A verdade? Temos muita sorte porque, embora seja verdade que toda semana vemos novos anúncios de smartphones e que as empresas agora têm um número impressionante de produtos no catálogo e que a maioria se parece com as outras com diferenças de hardware e estética realmente marginais, é igualmente verdade que a qualidade subiu muito e agora encontrar um produto muito mal projetado, pensado e frustrante de usar, é realmente muito difícil.

Ir a uma loja de eletrônicos de consumo hoje e escolher um smartphone é mais uma questão de gosto e afeto por uma marca do que um mero dado técnico ou até mesmo uma pergunta sobre a qualidade de um dispositivo em comparação com outro. Há, no entanto, um grupo de produtos que, não tendo os serviços do Google, merece um pouco mais de atenção antes da compra e uma reflexão necessária para tornar a escolha consciente.

Entre eles estão o Honor 9A, o mais recente da redação e smartphones que estão posicionados em um segmento de mercado médio baixo e que poderiam atrair muitos compradores. Com uma lista de preços de 149 euros, na promoção de lançamento é oferecido a 129 graus e não acho que vai demorar muito para encontrá-lo em alguma cadeia de eletrônicos a 99 graus.

Um preço que atrai, mas entra em conflito com a ausência da Play Store. Se de fato sem o Google você pode viver com segurança, com poucos aplicativos pode haver algumas limitações.
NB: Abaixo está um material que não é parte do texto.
use serde::Serialize;
use std::path::PathBuf;

use crate::services::category::CategoryId;
use crate::services::issues::IssueCode;

#[derive(Serialize)]
pub struct JsonOut<T: Serialize> {
    pub ok: bool,
    pub data: T,
}

/// One validation finding, immutable once created.
#[derive(Debug, Clone, Serialize)]
pub struct Issue {
    pub code: IssueCode,
    pub message: String,
    /// The manifest file the issue pertains to.
    pub file: PathBuf,
}

/// One discovered module directory. `path` is always an immediate child of
/// its category's root; `issues` is empty only if no validation rule fired.
#[derive(Debug, Clone, Serialize)]
pub struct ModuleRecord {
    pub name: String,
    pub version: String,
    pub category: CategoryId,
    pub path: PathBuf,
    pub repo_url: Option<String>,
    pub requirements: Vec<String>,
    pub issues: Vec<Issue>,
}

/// Aggregate of one scan across all categories. Read-only after
/// construction; `issued` is exactly the records from `modules` with a
/// non-empty issue list, in the same relative order.
#[derive(Debug, Serialize)]
pub struct Report {
    pub modules: Vec<ModuleRecord>,
    pub issued: Vec<ModuleRecord>,
    /// Resolved project root, used for relative-path display.
    pub root: PathBuf,
}

impl Report {
    pub fn total_modules(&self) -> usize {
        self.modules.len()
    }

    pub fn total_issues(&self) -> usize {
        self.modules.iter().map(|m| m.issues.len()).sum()
    }
}

#[derive(Debug, Serialize)]
pub struct CategoryInfo {
    pub id: CategoryId,
    pub plural: String,
    pub root: PathBuf,
    pub workspace_visible: bool,
}

/// Outcome of one `init run` / `init run-all` invocation.
#[derive(Debug, Serialize)]
pub struct RunOutcome {
    pub attempted: usize,
    pub ran: usize,
    pub skipped: usize,
}
//! Output wiring shared by the command handlers.
//!
//! Every command emits either plain text (tab rows for listings, one
//! confirmation line for mutations) or the `{ok, data}` JSON envelope,
//! selected by the global `--json` flag. Handlers pick the shape; the
//! envelope itself is defined once in `domain::models::JsonOut`.

use crate::domain::models::JsonOut;
use serde::Serialize;

/// Print any serializable payload inside the `{ok, data}` envelope.
pub fn emit_json<T: Serialize>(data: &T) -> anyhow::Result<()> {
    println!(
        "{}",
        serde_json::to_string_pretty(&JsonOut { ok: true, data })?
    );
    Ok(())
}

/// Listing output: one tab row per record in text mode, the envelope
/// around the whole slice otherwise.
pub fn emit_rows<T: Serialize>(
    json: bool,
    data: &[T],
    row: impl Fn(&T) -> String,
) -> anyhow::Result<()> {
    if json {
        return emit_json(&data);
    }
    for d in data {
        println!("{}", row(d));
    }
    Ok(())
}

/// Single-result output: one confirmation line in text mode, the envelope
/// otherwise.
pub fn emit_one<T: Serialize>(
    json: bool,
    data: T,
    line: impl Fn(&T) -> String,
) -> anyhow::Result<()> {
    if json {
        return emit_json(&data);
    }
    println!("{}", line(&data));
    Ok(())
}
use serde_yaml::{Mapping, Value};
use std::path::{Path, PathBuf};

pub const MANIFEST_FILE: &str = "init.yaml";

/// Manifest read/write failures. The scanner degrades every read failure to
/// a missing-manifest issue; the targeted `manifest get` operation surfaces
/// the variants distinctly so callers can treat NotFound as "create new".
#[derive(thiserror::Error, Debug)]
pub enum ManifestError {
    #[error("manifest not found: {0}")]
    NotFound(PathBuf),
    #[error("manifest is empty or not a key/value document: {0}")]
    Invalid(PathBuf),
    #[error("manifest parse error in {path}: {source}")]
    Parse {
        path: PathBuf,
        #[source]
        source: serde_yaml::Error,
    },
    #[error("manifest io error for {path}: {source}")]
    Io {
        path: PathBuf,
        #[source]
        source: std::io::Error,
    },
}

pub fn manifest_path(module_dir: &Path) -> PathBuf {
    module_dir.join(MANIFEST_FILE)
}

/// Read a module directory's init.yaml as a key/value document.
pub fn read_manifest(module_dir: &Path) -> Result<Mapping, ManifestError> {
    let path = manifest_path(module_dir);
    let raw = match std::fs::read_to_string(&path) {
        Ok(raw) => raw,
        Err(e) if e.kind() == std::io::ErrorKind::NotFound => {
            return Err(ManifestError::NotFound(path))
        }
        Err(e) => return Err(ManifestError::Io { path, source: e }),
    };
    let value: Value = serde_yaml::from_str(&raw).map_err(|e| ManifestError::Parse {
        path: path.clone(),
        source: e,
    })?;
    match value {
        Value::Mapping(m) if !m.is_empty() => Ok(m),
        // Empty files parse to null; treat those like absent manifests.
        _ => Err(ManifestError::Invalid(path)),
    }
}

/// Create or overwrite a module's init.yaml with the given document.
pub fn write_manifest(module_dir: &Path, doc: &Mapping) -> Result<(), ManifestError> {
    let path = manifest_path(module_dir);
    let raw = serde_yaml::to_string(doc).map_err(|e| ManifestError::Parse {
        path: path.clone(),
        source: e,
    })?;
    std::fs::write(&path, raw).map_err(|e| ManifestError::Io { path, source: e })
}

/// Update or create a single field. A missing or unreadable manifest starts
/// from an empty document, so this can bootstrap a new init.yaml.
pub fn set_manifest_field(module_dir: &Path, key: &str, value: Value) -> Result<(), ManifestError> {
    let mut doc = match read_manifest(module_dir) {
        Ok(doc) => doc,
        Err(ManifestError::NotFound(_) | ManifestError::Invalid(_)) => Mapping::new(),
        Err(e) => return Err(e),
    };
    doc.insert(Value::String(key.to_string()), value);
    write_manifest(module_dir, &doc)
}
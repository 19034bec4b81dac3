use std::path::Path;

use crate::cli::{Cli, Commands};
use crate::domain::models::CategoryInfo;
use crate::services::config::Settings;
use crate::services::context::Context;
use crate::services::output::{emit_json, emit_one, emit_rows};
use crate::services::report::summary_lines;
use crate::services::scanner::resolve_root;

pub fn handle_inventory_commands(cli: &Cli, ctx: &mut Context) -> anyhow::Result<bool> {
    let root = Path::new(&cli.root);

    match &cli.command {
        Commands::Scan => {
            let report = ctx.scan(root);
            if cli.json {
                emit_json(&*report)?;
            } else {
                for line in summary_lines(&report) {
                    println!("{line}");
                }
            }
        }
        Commands::List { workspace } => {
            let report = ctx.list(root);
            let rows: Vec<_> = report
                .modules
                .iter()
                .filter(|m| !workspace || m.category.workspace_visible())
                .collect();
            emit_rows(cli.json, &rows, |m| {
                format!("{}\t{}\t{}", m.name, m.category, m.version)
            })?;
        }
        Commands::Report => {
            let report = ctx.list(root);
            if cli.json {
                emit_json(&*report)?;
            } else {
                for line in summary_lines(&report) {
                    println!("{line}");
                }
            }
        }
        Commands::Show { module } => {
            let report = ctx.list(root);
            let record = report
                .modules
                .iter()
                .find(|m| &m.name == module)
                .ok_or_else(|| anyhow::anyhow!("module not found: {module}"))?;
            if cli.json {
                emit_json(record)?;
            } else {
                println!("name: {}", record.name);
                println!("category: {}", record.category);
                println!("version: {}", record.version);
                println!("path: {}", record.path.display());
                if let Some(url) = &record.repo_url {
                    println!("repo_url: {url}");
                }
                if !record.requirements.is_empty() {
                    println!("requirements: {}", record.requirements.join(", "));
                }
                for issue in &record.issues {
                    println!("issue: [{}] {}", issue.code, issue.message);
                }
            }
        }
        Commands::Categories { id } => {
            let registry = ctx.registry(root);
            let selected: Vec<_> = match id {
                Some(id) => vec![registry.get(id)?],
                None => registry.all().iter().collect(),
            };
            let infos: Vec<CategoryInfo> = selected
                .into_iter()
                .map(|c| CategoryInfo {
                    id: c.id,
                    plural: c.plural.clone(),
                    root: c.root.clone(),
                    workspace_visible: c.workspace_visible,
                })
                .collect();
            emit_rows(cli.json, &infos, |c| {
                format!("{}\t{}\t{}", c.id, c.plural, c.workspace_visible)
            })?;
        }
        Commands::Config => {
            let settings = Settings::load(&resolve_root(root));
            emit_one(cli.json, settings, |s| {
                format!("module_name\t{}", s.display_module_name())
            })?;
        }
        _ => return Ok(false),
    }

    Ok(true)
}
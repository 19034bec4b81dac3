//! Command handler layer.
//!
//! This module owns CLI-oriented orchestration and output wiring.
//!
//! ## Files
//! - `inventory.rs` — scan/list/report/show/categories/config.
//! - `bootstrap.rs` — manifest get/set and initializer runs.
//!
//! ## Principles
//! - Parse/match CLI inputs here.
//! - Delegate business logic to `services/*`.
//! - Keep behavior and output schema stable.

pub mod bootstrap;
pub mod inventory;

pub use bootstrap::handle_bootstrap_commands;
pub use inventory::handle_inventory_commands;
A Honor e seu MagicUi 3.1 baseado no Android 10 oferecem um grande conjunto de programas que cresceram nos últimos meses com serviços de streaming de áudio e vídeo cada vez mais abrangentes e com programas de Correio e Navegador que se comportam muito bem em qualquer situação com compatibilidade total e alguns recursos inteligentes para gerenciar, por exemplo, vídeos.

Como em outros produtos da empresa, não queria baixar nenhum programa externo, loja alternativa ou sistema para contornar o “problema” da Play Store e então usei o Honor 9A quando ele sai da caixa. O AppGallery é, portanto, a única solução que me permitiu acessar as principais redes sociais, programas de navegação e software para acessar pagamentos digitais e muito mais.

A situação ainda é complexa, ou melhor, a dificuldade em se manter satisfeita com a quantidade de programas cresce à medida que as necessidades do usuário crescem. Um produto que custa 129 euros não agrada a um público que vive com o smartphone e que tenta fazer tudo através de seu dispositivo, mas provavelmente vai para atender que quer dar o primeiro “celular” para seu filho ou talvez para um pai não-tecno viciado.

Desnecessário virar e as telas que você vê a seguir mostram como ainda faltam aplicativos muito famosos e usados que são substituídos pelo Quick App, ou seja, links que se referem à versão web do programa com gráficos otimizados e navegação mais agradável do que a navegação normal do navegador.